- **Records supplied**:
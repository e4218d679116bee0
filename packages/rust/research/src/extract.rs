//! Keyword-heuristic text extraction from parsed HTML.

use scraper::{Html, Selector};

// ---------------------------------------------------------------------------
// Trait
// ---------------------------------------------------------------------------

/// An ordered text-fragment extraction over a parsed document.
///
/// Orchestration only sees "document in, ordered fragments out", so the
/// heuristic behind an implementation can be swapped without touching the
/// research flow.
pub trait ExtractionStrategy: Send + Sync {
    /// Extract matching fragments, in document order.
    fn extract(&self, doc: &Html) -> Vec<String>;

    /// Human-readable strategy name for tracing.
    fn name(&self) -> &str;
}

// ---------------------------------------------------------------------------
// Keyword matching
// ---------------------------------------------------------------------------

/// Keeps elements whose text contains any of a keyword set.
pub struct KeywordExtractor {
    name: String,
    selector: Selector,
    keywords: Vec<String>,
    limit: usize,
}

impl KeywordExtractor {
    /// Build an extractor over a CSS tag list (e.g. `"li, p, span"`),
    /// matching any of `keywords` case-insensitively and keeping the first
    /// `limit` hits in document order.
    ///
    /// Panics if `selector` is not valid CSS; callers pass literals.
    pub fn new(name: &str, selector: &str, keywords: &[&str], limit: usize) -> Self {
        Self {
            name: name.to_string(),
            selector: Selector::parse(selector).unwrap(),
            keywords: keywords.iter().map(|k| k.to_lowercase()).collect(),
            limit,
        }
    }
}

impl ExtractionStrategy for KeywordExtractor {
    fn extract(&self, doc: &Html) -> Vec<String> {
        let mut found = Vec::new();

        for el in doc.select(&self.selector) {
            if found.len() >= self.limit {
                break;
            }

            let text = normalize_text(&el.text().collect::<String>());
            if text.is_empty() {
                continue;
            }

            let lowered = text.to_lowercase();
            if self.keywords.iter().any(|k| lowered.contains(k)) {
                found.push(text);
            }
        }

        found
    }

    fn name(&self) -> &str {
        &self.name
    }
}

/// Collapse whitespace runs and trim.
fn normalize_text(raw: &str) -> String {
    raw.split_whitespace().collect::<Vec<_>>().join(" ")
}
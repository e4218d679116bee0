//! Proposal rendering and persistence.
//!
//! `create_proposal` is a pure function over the run's findings; missing
//! fields render as the literal `N/A`, never as an error.

use std::path::Path;

use tracing::debug;

use casescout_shared::{CaseScoutError, CompanyInfo, DatasetIndex, IndustryInfo, Result};

/// Render the final proposal document.
///
/// Output is fully determined by the inputs: same findings, same bytes.
pub fn create_proposal(
    company: &CompanyInfo,
    use_cases: &[String],
    datasets: &DatasetIndex,
    industry: &IndustryInfo,
) -> String {
    let mut doc = String::new();

    doc.push_str("**AI/GenAI Use Case Proposal**\n\n");
    doc.push_str(&format!(
        "**Company Research Source:** {}\n",
        render_url(company.url.as_deref())
    ));
    doc.push_str(&format!(
        "**Industry Research Source:** {}\n\n",
        render_url(industry.url.as_deref())
    ));

    doc.push_str("**Company Information:**\n");
    doc.push_str(&format!("- Offerings: {}\n", render_list(&company.offerings)));
    doc.push_str(&format!(
        "- Focus Areas: {}\n\n",
        render_list(&company.focus_areas)
    ));

    doc.push_str("**Industry Information:**\n");
    doc.push_str(&format!("- Trends: {}\n", render_list(&industry.trends)));
    doc.push_str(&format!(
        "- Standards: {}\n\n",
        render_list(&industry.standards)
    ));

    doc.push_str("**Refined AI Use Cases:**\n");
    for (i, use_case) in use_cases.iter().enumerate() {
        let dataset = datasets.get(use_case).unwrap_or("N/A");
        doc.push_str(&format!("{}. {use_case} (Dataset: {dataset})\n", i + 1));
    }

    doc
}

/// Write the proposal text to disk.
pub fn save_proposal(proposal: &str, path: &Path) -> Result<()> {
    std::fs::write(path, proposal).map_err(|e| CaseScoutError::io(path, e))?;
    debug!(path = %path.display(), bytes = proposal.len(), "wrote proposal file");
    Ok(())
}

fn render_url(url: Option<&str>) -> &str {
    url.unwrap_or("N/A")
}

fn render_list(items: &[String]) -> String {
    if items.is_empty() {
        "N/A".to_string()
    } else {
        items.join("; ")
    }
}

- **To do**: The listing above holds a line with "final proposal document." and a line with "render_url(company.url.as_deref())". Print the stretch from the first through the second, exactly and alone.

- **Response below**:
/// Render the final proposal document.
///
/// Output is fully determined by the inputs: same findings, same bytes.
pub fn create_proposal(
    company: &CompanyInfo,
    use_cases: &[String],
    datasets: &DatasetIndex,
    industry: &IndustryInfo,
) -> String {
    let mut doc = String::new();

    doc.push_str("**AI/GenAI Use Case Proposal**\n\n");
    doc.push_str(&format!(
        "**Company Research Source:** {}\n",
        render_url(company.url.as_deref())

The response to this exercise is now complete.